Dataset records

+ + + +

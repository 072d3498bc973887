//! # Preview Merger CLI (`pmerge`)
//!
//! ## Usage
//!
//! ```bash
//! pmerge --config ./config/pmerge.toml <command>
//! ```
//!
//! ## Commands
//!
//! | Command | Description |
//! |---------|-------------|
//! | `pmerge init` | Create the ledger database and its tables |
//! | `pmerge run` | Decide winners and report (dry-run) |
//! | `pmerge run --apply` | Promote winners, archive superseded files, record the run |
//! | `pmerge history` | Recent runs with counts |
//! | `pmerge state [KEY]` | Last recorded winner per identity key |
//!
//! ## Exit codes
//!
//! | Code | Meaning |
//! |------|---------|
//! | `0` | Success, no conflicts |
//! | `2` | Run completed, at least one group needs review |
//! | `4` | A report target or the run lock was held; nothing was changed |
//! | `1` | Any other fatal error |

use anyhow::{bail, Result};
use clap::{Parser, Subcommand};
use std::path::PathBuf;
use std::process::ExitCode;

use preview_merger::config::{self, Config};
use preview_merger::error::MergeError;
use preview_merger::extract::XmlPreviewExtractor;
use preview_merger::models::Policy;
use preview_merger::progress::ProgressMode;
use preview_merger::reconcile::{run_reconcile, RunOptions};
use preview_merger::telemetry::{self, LogFormat};
use preview_merger::{history, migrate, report};

/// Preview Merger: pick one authoritative copy of every preview across
/// contributor folders and promote it into the shared staging folder.
///
/// All commands accept a `--config` flag pointing to a TOML configuration
/// file. See `config/pmerge.example.toml` for a full example.
#[derive(Parser)]
#[command(name = "pmerge", version, about)]
struct Cli {
    /// Path to configuration file (TOML).
    #[arg(long, global = true, default_value = "./config/pmerge.toml")]
    config: PathBuf,

    /// Debug-level logging (ignored when RUST_LOG is set).
    #[arg(long, short, global = true)]
    verbose: bool,

    /// Log output format on stderr.
    #[arg(long, global = true, value_enum, default_value_t = LogFormat::Text)]
    log_format: LogFormat,

    #[command(subcommand)]
    command: Commands,
}

#[derive(Subcommand)]
enum Commands {
    /// Initialize the ledger schema. Safe to run repeatedly.
    Init,

    /// Run one reconciliation.
    ///
    /// Without `--apply` nothing on disk changes: the run scans, selects and
    /// decides, then prints and writes the summary.
    Run {
        /// Promote winners, sweep the staging folder and record the run.
        #[arg(long)]
        apply: bool,

        /// Selection policy: `prefer-comments-then-revision` or
        /// `prefer-latest`. Overrides `merge.policy`.
        #[arg(long)]
        policy: Option<String>,

        /// Force a winner: `PATH` or `KEY=PATH`. May be repeated.
        #[arg(long = "force-winner")]
        force_winner: Vec<String>,

        /// Progress on stderr: `off`, `human` or `json`. Defaults to
        /// `human` on a terminal.
        #[arg(long)]
        progress: Option<String>,
    },

    /// Show recent runs.
    History {
        #[arg(long, default_value_t = 20)]
        limit: i64,
    },

    /// Show the last recorded winner for one key, or for all keys.
    State { key: Option<String> },
}

#[tokio::main(flavor = "current_thread")]
async fn main() -> ExitCode {
    let cli = Cli::parse();
    telemetry::init(cli.verbose, cli.log_format);

    match dispatch(cli).await {
        Ok(code) => ExitCode::from(code),
        Err(e) => {
            eprintln!("Error: {:#}", e);
            let preflight = e
                .chain()
                .filter_map(|cause| cause.downcast_ref::<MergeError>())
                .any(MergeError::is_preflight);
            if preflight {
                ExitCode::from(4)
            } else {
                ExitCode::FAILURE
            }
        }
    }
}

async fn dispatch(cli: Cli) -> Result<u8> {
    let cfg: Config = config::load_config(&cli.config)?;

    match cli.command {
        Commands::Init => {
            migrate::run_migrations(&cfg).await?;
            println!("Ledger initialized at {}", cfg.paths.ledger.display());
        }
        Commands::Run {
            apply,
            policy,
            force_winner,
            progress,
        } => {
            let policy = policy
                .map(|p| p.parse::<Policy>().map_err(anyhow::Error::msg))
                .transpose()?;
            let progress = match progress.as_deref() {
                None => ProgressMode::default_for_tty(),
                Some(value) => match ProgressMode::parse(value) {
                    Some(mode) => mode,
                    None => bail!("Unknown progress mode: {} (use off, human or json)", value),
                },
            };
            let options = RunOptions {
                apply,
                policy,
                force_winners: force_winner,
                progress,
            };
            let summary = run_reconcile(&cfg, &options, &XmlPreviewExtractor).await?;
            report::print_summary(&summary);
            return Ok(summary.exit_code());
        }
        Commands::History { limit } => {
            history::run_history(&cfg, limit).await?;
        }
        Commands::State { key } => {
            history::run_state(&cfg, key.as_deref()).await?;
        }
    }

    Ok(0)
}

+ + + +

Task description.
All lines above that contain "migrate" are required in the answer.

Answer to this problem.
use preview_merger::{history, migrate, report};
            migrate::run_migrations(&cfg).await?;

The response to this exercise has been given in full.